L’oasis de Oued El Yabiss était une zone temporaire d’existence créée à l’initiative de la Confrérie Beshbeshistane.

Haj Boutilimit tournait en rond dans la ruelle en cherchant vainement une place à Talibano, son dromadaire bionique. Finalement il l'attacha par la queue à un lampadaire et lui offrit un pain de fruit de jujubier sec à la coco pour occuper son attention. Le camélidé lorgna son Maître d'une œillade reconnaissante en blatérant à demi-mot. Le tradilecteur audio confirma à l'illustre Haj la pleine satisfaction de sa monture : merci à vous O mon Auguste Maître !

Puis il se dirigea à grands pas vers la tente principale quand il aperçu Abu Zahfrane en train de stationner sa mule. Abu Zahfrane s’était imposé comme un des plus éminents membre de la Confrérie.
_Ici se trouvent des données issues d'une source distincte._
// Environment configuration. Values may come from a `.env` file.

use chrono::NaiveTime;
use std::net::SocketAddr;
use std::path::PathBuf;
use thiserror::Error;

pub const DEFAULT_BIND_ADDR: &str = "0.0.0.0:3000";
pub const DEFAULT_DATABASE_URL: &str = "sqlite://./data/fpl_bot.db";
pub const DEFAULT_SHEET_RANGE: &str = "Sheet1";
pub const DEFAULT_PRICE_CHANGE_URL: &str = "https://www.livefpl.net/prices";
pub const DEFAULT_PRICE_ALERT_TIME: &str = "09:00";
pub const DEFAULT_BEST_XI_MIN_CHANCE: u8 = 75;

#[derive(Debug, Error)]
pub enum ConfigError {
    #[error("missing required environment variable `{0}`")]
    Missing(&'static str),

    #[error("invalid value for `{field}`: {message}")]
    Invalid { field: &'static str, message: String },
}

/// Where the service-account key for the persistence sheet comes from.
#[derive(Debug, Clone)]
pub enum GoogleCredentials {
    File(PathBuf),
    Inline { client_email: String, private_key: String },
}

#[derive(Debug, Clone)]
pub struct SheetConfig {
    pub spreadsheet_id: String,
    pub range: String,
    pub credentials: GoogleCredentials,
}

#[derive(Debug, Clone)]
pub struct Config {
    pub bot_token: String,
    pub webhook_url: Option<String>,
    pub webhook_secret: Option<String>,
    pub bind_addr: SocketAddr,
    pub database_url: String,
    pub sheet: Option<SheetConfig>,
    pub price_change_url: String,
    pub price_alert_time: NaiveTime,
    pub best_xi_min_chance: Option<u8>,
}

impl Config {
    pub fn from_env() -> Result<Self, ConfigError> {
        // A missing .env file is fine; real deployments set variables directly.
        let _ = dotenvy::dotenv();
        Self::from_lookup(|key| std::env::var(key).ok())
    }

    pub fn from_lookup<F>(lookup: F) -> Result<Self, ConfigError>
    where
        F: Fn(&str) -> Option<String>,
    {
        let get = |key: &str| lookup(key).map(|v| v.trim().to_string()).filter(|v| !v.is_empty());

        let bot_token = get("TELEGRAM_BOT_TOKEN").ok_or(ConfigError::Missing("TELEGRAM_BOT_TOKEN"))?;

        let bind_addr = get("BIND_ADDR")
            .unwrap_or_else(|| DEFAULT_BIND_ADDR.to_string())
            .parse::<SocketAddr>()
            .map_err(|e| ConfigError::Invalid { field: "BIND_ADDR", message: e.to_string() })?;

        let price_alert_time = parse_alert_time(
            &get("PRICE_ALERT_TIME").unwrap_or_else(|| DEFAULT_PRICE_ALERT_TIME.to_string()),
        )?;

        let best_xi_min_chance = match get("BEST_XI_MIN_CHANCE") {
            None => Some(DEFAULT_BEST_XI_MIN_CHANCE),
            Some(raw) => {
                let value = raw.parse::<u8>().map_err(|e| ConfigError::Invalid {
                    field: "BEST_XI_MIN_CHANCE",
                    message: e.to_string(),
                })?;
                if value > 100 {
                    return Err(ConfigError::Invalid {
                        field: "BEST_XI_MIN_CHANCE",
                        message: "must be between 0 and 100".into(),
                    });
                }
                (value > 0).then_some(value)
            }
        };

        let sheet = match get("GOOGLE_SPREADSHEET_ID") {
            None => None,
            Some(spreadsheet_id) => {
                let credentials = match get("GOOGLE_CREDENTIALS_FILE") {
                    Some(path) => GoogleCredentials::File(PathBuf::from(path)),
                    None => GoogleCredentials::Inline {
                        client_email: get("GOOGLE_SERVICE_ACCOUNT_EMAIL")
                            .ok_or(ConfigError::Missing("GOOGLE_SERVICE_ACCOUNT_EMAIL"))?,
                        private_key: normalize_private_key(
                            &get("GOOGLE_PRIVATE_KEY").ok_or(ConfigError::Missing("GOOGLE_PRIVATE_KEY"))?,
                        ),
                    },
                };
                Some(SheetConfig {
                    spreadsheet_id,
                    range: get("GOOGLE_SHEET_RANGE").unwrap_or_else(|| DEFAULT_SHEET_RANGE.to_string()),
                    credentials,
                })
            }
        };

        Ok(Config {
            bot_token,
            webhook_url: get("WEBHOOK_URL"),
            webhook_secret: get("WEBHOOK_SECRET"),
            bind_addr,
            database_url: get("DATABASE_URL").unwrap_or_else(|| DEFAULT_DATABASE_URL.to_string()),
            sheet,
            price_change_url: get("PRICE_CHANGE_URL").unwrap_or_else(|| DEFAULT_PRICE_CHANGE_URL.to_string()),
            price_alert_time,
            best_xi_min_chance,
        })
    }
}

/// Keys pasted into env files usually carry literal `\n` sequences.
pub fn normalize_private_key(raw: &str) -> String {
    raw.trim_matches('"').replace("\\n", "\n")
}

fn parse_alert_time(raw: &str) -> Result<NaiveTime, ConfigError> {
    NaiveTime::parse_from_str(raw, "%H:%M").map_err(|e| ConfigError::Invalid {
        field: "PRICE_ALERT_TIME",
        message: format!("expected HH:MM, {}", e),
    })
}
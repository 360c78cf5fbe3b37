use thiserror::Error;

#[derive(Debug, Error)]
pub enum BotError {
    #[error("http request failed: {0}")]
    Http(#[from] reqwest::Error),

    #[error("telegram api error: {0}")]
    Telegram(String),

    #[error("google sheets error: {0}")]
    Sheets(String),

    #[error("google auth error: {0}")]
    Auth(String),

    #[error("failed to parse price page: {0}")]
    Scrape(String),

    #[error("database error: {0}")]
    Database(#[from] sqlx::Error),

    #[error("{0} is not configured")]
    NotConfigured(&'static str),
}

pub type BotResult<T> = Result<T, BotError>;
#[derive(Debug, Clone, Copy, PartialEq, Eq)]
pub enum PriceDirection {
    Rising,
    Falling,
}

#[derive(Debug, Clone, PartialEq)]
pub struct PriceChangeRow {
    pub name: String,
    pub direction: PriceDirection,
    pub percentage: f64,
}

#[derive(Debug, Clone, Default, PartialEq)]
pub struct PriceReport {
    pub rising: Vec<PriceChangeRow>,
    pub falling: Vec<PriceChangeRow>,
}

impl PriceChangeRow {
    /// `Name (95%)`
    pub fn label(&self) -> String {
        format!("{} ({}%)", self.name, self.percentage)
    }
}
Une des raisons les plus spectaculaires était son turban vif orangé. Celui-ci possédait une charge ionique heptamétrique qui baignait son cerveau dans un champs de félicité gnostique continue…

Mais la merveille la plus singulière de notre confrère était bien sa mule. Cette dernière était un tout nouveau spécimen particulièrement versé en blagues et contrepèteries. « Ainsi je jouis doublement de mes voyages : d'un pas philosophique et d'une félicité rieuse ».

  • Qu’Allah ralentisse le débit de ton temps de vie ... Ô Illustre d’entre les berbères et d’entre les Hommes ! S'exclama Haj Boutilimit.

  • Qu’il accélère celui de nos chers invités pris dans les dédales de Marrakech !

En effet, à quelques encablures spatio-temporelles de Oued El Yabiss... La venue des autres invités poursuivis par les meutes des Réfractaires ne s'annonçait pas de tout repos !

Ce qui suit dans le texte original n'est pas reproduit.